**WHAT IS NEEDED:**
Which of the lines below include "Dodge"? Each one should be copied out.

===== GIVEN DATA

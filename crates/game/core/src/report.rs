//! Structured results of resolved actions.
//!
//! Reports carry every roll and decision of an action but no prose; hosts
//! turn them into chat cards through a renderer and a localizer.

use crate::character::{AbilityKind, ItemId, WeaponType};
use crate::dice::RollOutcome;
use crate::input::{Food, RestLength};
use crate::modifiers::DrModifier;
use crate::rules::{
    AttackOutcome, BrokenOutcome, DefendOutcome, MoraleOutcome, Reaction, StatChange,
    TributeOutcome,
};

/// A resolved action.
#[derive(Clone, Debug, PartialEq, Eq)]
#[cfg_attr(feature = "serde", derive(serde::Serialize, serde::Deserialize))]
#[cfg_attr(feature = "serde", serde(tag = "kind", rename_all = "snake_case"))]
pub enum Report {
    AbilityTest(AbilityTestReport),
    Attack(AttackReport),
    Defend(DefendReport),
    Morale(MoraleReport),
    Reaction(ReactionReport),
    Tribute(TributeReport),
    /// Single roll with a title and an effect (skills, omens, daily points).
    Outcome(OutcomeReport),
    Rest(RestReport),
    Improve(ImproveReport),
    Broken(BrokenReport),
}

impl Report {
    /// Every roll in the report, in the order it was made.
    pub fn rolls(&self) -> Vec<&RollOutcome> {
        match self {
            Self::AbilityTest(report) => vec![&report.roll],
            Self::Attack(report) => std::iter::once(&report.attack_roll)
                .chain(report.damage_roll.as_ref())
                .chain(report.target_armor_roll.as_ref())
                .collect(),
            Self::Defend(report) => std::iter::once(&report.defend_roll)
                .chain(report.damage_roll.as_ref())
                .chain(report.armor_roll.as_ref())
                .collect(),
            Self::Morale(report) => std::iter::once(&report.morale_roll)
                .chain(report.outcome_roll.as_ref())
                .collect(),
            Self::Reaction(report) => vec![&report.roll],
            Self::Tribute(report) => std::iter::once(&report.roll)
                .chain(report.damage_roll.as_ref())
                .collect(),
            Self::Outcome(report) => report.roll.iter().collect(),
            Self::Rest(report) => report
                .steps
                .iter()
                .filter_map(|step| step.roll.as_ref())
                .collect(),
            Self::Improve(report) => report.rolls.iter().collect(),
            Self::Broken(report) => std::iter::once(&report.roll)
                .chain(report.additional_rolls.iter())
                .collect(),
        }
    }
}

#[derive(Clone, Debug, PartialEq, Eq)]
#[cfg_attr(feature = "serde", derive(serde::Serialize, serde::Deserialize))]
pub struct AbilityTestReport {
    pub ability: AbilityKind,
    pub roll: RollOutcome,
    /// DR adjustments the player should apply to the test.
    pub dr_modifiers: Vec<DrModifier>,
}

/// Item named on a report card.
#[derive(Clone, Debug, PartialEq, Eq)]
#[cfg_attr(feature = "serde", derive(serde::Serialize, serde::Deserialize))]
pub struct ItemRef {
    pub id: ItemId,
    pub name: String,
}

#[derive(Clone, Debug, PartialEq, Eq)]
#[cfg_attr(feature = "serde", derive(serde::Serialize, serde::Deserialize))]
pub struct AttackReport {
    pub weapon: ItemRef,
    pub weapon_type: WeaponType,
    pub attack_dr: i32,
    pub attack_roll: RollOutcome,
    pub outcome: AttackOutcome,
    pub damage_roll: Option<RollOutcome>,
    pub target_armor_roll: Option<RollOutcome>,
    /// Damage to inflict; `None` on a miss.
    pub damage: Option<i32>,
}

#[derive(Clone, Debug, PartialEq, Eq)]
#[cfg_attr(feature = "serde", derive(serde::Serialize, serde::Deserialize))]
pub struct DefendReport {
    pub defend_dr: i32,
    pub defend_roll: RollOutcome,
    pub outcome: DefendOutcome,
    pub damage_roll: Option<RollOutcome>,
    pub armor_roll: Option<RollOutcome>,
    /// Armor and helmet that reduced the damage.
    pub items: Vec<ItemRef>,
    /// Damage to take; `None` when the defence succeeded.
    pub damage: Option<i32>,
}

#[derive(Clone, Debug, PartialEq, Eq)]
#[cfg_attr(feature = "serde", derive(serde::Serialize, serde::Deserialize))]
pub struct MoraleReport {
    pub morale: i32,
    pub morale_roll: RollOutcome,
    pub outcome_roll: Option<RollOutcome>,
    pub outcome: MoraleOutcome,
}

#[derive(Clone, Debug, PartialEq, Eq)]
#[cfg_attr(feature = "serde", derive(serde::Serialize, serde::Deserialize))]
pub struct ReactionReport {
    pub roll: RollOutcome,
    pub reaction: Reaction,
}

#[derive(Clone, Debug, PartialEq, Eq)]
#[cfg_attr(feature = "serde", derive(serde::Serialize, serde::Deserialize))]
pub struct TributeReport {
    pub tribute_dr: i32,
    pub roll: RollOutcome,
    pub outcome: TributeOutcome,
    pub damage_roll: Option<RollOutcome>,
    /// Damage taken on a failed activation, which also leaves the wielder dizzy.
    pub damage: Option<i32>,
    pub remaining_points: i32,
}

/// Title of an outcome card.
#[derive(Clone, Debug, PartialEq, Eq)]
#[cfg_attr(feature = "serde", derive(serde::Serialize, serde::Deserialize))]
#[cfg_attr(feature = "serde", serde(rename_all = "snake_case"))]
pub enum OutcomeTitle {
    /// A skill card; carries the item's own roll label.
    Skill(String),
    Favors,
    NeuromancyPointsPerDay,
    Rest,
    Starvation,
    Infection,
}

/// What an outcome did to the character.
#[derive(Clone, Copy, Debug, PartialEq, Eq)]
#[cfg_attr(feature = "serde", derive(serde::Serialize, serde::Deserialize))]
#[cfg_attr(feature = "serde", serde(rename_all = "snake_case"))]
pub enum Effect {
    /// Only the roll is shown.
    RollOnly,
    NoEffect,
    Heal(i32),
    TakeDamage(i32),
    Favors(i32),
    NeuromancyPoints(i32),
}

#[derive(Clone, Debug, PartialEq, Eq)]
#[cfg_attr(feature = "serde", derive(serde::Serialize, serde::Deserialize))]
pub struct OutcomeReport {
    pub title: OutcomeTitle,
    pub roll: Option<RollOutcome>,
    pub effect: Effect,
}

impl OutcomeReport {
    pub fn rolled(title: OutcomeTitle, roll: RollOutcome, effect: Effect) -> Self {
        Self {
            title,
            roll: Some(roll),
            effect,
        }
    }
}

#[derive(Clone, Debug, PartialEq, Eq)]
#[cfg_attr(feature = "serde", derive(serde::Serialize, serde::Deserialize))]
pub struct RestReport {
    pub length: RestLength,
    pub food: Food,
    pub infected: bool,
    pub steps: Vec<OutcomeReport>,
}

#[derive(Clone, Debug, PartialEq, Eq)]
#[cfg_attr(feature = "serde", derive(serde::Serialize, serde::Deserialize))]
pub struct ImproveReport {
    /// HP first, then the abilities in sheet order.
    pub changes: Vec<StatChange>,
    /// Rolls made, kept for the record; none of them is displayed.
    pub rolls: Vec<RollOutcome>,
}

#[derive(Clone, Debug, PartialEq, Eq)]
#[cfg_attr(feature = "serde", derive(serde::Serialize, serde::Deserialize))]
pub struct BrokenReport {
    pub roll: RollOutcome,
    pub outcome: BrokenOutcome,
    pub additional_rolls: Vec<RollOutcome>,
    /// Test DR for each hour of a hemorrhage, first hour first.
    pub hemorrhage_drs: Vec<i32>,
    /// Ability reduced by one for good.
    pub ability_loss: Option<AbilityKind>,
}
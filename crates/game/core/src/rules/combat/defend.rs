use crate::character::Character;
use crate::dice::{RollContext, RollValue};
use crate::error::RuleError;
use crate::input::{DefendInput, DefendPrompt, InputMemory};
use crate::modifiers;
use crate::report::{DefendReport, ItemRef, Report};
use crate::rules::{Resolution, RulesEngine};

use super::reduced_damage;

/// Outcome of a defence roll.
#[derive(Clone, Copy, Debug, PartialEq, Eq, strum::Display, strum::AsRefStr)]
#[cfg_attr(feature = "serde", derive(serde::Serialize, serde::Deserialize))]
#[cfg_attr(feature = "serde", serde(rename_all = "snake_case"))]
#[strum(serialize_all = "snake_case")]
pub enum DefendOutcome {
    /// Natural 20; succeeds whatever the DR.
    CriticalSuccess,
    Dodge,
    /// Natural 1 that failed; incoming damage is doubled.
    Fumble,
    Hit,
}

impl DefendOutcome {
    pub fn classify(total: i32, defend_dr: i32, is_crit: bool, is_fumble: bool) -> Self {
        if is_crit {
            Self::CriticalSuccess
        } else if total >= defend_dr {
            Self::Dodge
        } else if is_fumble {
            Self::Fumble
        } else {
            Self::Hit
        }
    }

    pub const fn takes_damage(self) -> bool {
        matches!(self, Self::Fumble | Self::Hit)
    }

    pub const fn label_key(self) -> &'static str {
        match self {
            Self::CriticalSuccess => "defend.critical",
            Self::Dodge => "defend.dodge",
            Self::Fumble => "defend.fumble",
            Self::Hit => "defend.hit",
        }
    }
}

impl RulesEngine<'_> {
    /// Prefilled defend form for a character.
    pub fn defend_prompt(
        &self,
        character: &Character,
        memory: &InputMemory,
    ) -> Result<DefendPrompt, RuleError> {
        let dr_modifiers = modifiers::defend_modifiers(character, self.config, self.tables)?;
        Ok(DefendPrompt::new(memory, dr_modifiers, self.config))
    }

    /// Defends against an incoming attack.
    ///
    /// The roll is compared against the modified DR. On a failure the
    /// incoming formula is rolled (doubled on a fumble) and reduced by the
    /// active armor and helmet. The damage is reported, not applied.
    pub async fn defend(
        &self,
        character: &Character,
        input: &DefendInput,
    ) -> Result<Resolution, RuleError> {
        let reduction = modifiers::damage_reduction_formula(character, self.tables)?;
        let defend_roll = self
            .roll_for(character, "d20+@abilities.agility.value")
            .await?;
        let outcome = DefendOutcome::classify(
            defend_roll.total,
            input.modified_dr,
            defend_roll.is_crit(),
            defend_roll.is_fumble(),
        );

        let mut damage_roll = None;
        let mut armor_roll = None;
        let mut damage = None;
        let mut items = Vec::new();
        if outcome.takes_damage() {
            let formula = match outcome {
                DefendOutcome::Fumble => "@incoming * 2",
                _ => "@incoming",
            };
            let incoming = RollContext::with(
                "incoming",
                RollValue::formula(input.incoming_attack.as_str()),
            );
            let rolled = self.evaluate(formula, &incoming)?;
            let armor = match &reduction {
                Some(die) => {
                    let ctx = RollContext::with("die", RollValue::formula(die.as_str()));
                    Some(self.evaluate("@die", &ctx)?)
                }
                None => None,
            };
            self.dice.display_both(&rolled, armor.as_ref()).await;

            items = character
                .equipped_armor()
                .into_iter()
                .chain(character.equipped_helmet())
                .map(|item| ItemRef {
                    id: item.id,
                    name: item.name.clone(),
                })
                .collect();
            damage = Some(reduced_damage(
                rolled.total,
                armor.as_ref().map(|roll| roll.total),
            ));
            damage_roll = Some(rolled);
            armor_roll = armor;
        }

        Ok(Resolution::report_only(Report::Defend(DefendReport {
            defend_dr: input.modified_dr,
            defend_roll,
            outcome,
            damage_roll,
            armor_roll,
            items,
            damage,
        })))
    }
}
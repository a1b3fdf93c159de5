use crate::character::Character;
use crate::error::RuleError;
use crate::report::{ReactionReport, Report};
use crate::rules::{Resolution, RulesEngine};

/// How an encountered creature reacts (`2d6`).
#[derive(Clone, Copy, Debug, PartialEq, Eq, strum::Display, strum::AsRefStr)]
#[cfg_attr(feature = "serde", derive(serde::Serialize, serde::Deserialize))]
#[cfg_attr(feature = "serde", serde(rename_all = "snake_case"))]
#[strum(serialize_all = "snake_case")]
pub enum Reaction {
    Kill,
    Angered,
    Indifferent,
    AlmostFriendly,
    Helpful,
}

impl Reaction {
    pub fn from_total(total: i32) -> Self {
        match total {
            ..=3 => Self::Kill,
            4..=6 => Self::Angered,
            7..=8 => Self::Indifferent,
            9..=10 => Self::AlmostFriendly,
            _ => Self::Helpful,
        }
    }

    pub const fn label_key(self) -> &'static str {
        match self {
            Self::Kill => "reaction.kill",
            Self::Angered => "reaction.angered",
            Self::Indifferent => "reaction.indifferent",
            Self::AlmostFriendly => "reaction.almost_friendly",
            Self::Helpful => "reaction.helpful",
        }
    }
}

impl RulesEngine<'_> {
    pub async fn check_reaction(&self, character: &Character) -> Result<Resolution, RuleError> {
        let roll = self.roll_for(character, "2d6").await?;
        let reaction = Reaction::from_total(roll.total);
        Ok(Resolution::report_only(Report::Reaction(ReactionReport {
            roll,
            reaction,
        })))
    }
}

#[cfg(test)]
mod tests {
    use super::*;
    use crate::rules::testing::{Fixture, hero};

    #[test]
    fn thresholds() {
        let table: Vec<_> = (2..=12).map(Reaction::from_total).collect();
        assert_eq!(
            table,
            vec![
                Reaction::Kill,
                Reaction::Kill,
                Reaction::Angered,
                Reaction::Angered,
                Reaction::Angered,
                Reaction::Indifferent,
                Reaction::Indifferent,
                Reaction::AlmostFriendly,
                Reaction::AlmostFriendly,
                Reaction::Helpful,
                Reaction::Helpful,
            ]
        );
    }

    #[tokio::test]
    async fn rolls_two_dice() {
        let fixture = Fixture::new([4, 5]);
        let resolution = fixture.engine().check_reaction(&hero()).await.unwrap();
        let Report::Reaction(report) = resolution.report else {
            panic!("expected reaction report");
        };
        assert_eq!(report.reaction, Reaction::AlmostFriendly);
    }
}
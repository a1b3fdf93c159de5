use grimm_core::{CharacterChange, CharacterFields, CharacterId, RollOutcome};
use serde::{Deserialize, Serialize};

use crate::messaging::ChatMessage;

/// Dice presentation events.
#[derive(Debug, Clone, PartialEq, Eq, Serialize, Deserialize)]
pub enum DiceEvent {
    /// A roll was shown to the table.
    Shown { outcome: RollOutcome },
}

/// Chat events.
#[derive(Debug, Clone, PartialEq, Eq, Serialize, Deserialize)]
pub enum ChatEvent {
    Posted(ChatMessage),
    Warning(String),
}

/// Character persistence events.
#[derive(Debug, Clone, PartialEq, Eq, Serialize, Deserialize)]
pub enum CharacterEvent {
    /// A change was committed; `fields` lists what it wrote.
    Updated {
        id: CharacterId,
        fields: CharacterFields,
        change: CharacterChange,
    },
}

==========

**FINISHED TASK:**
    Dodge,
            Self::Dodge
            Self::Dodge => "defend.dodge",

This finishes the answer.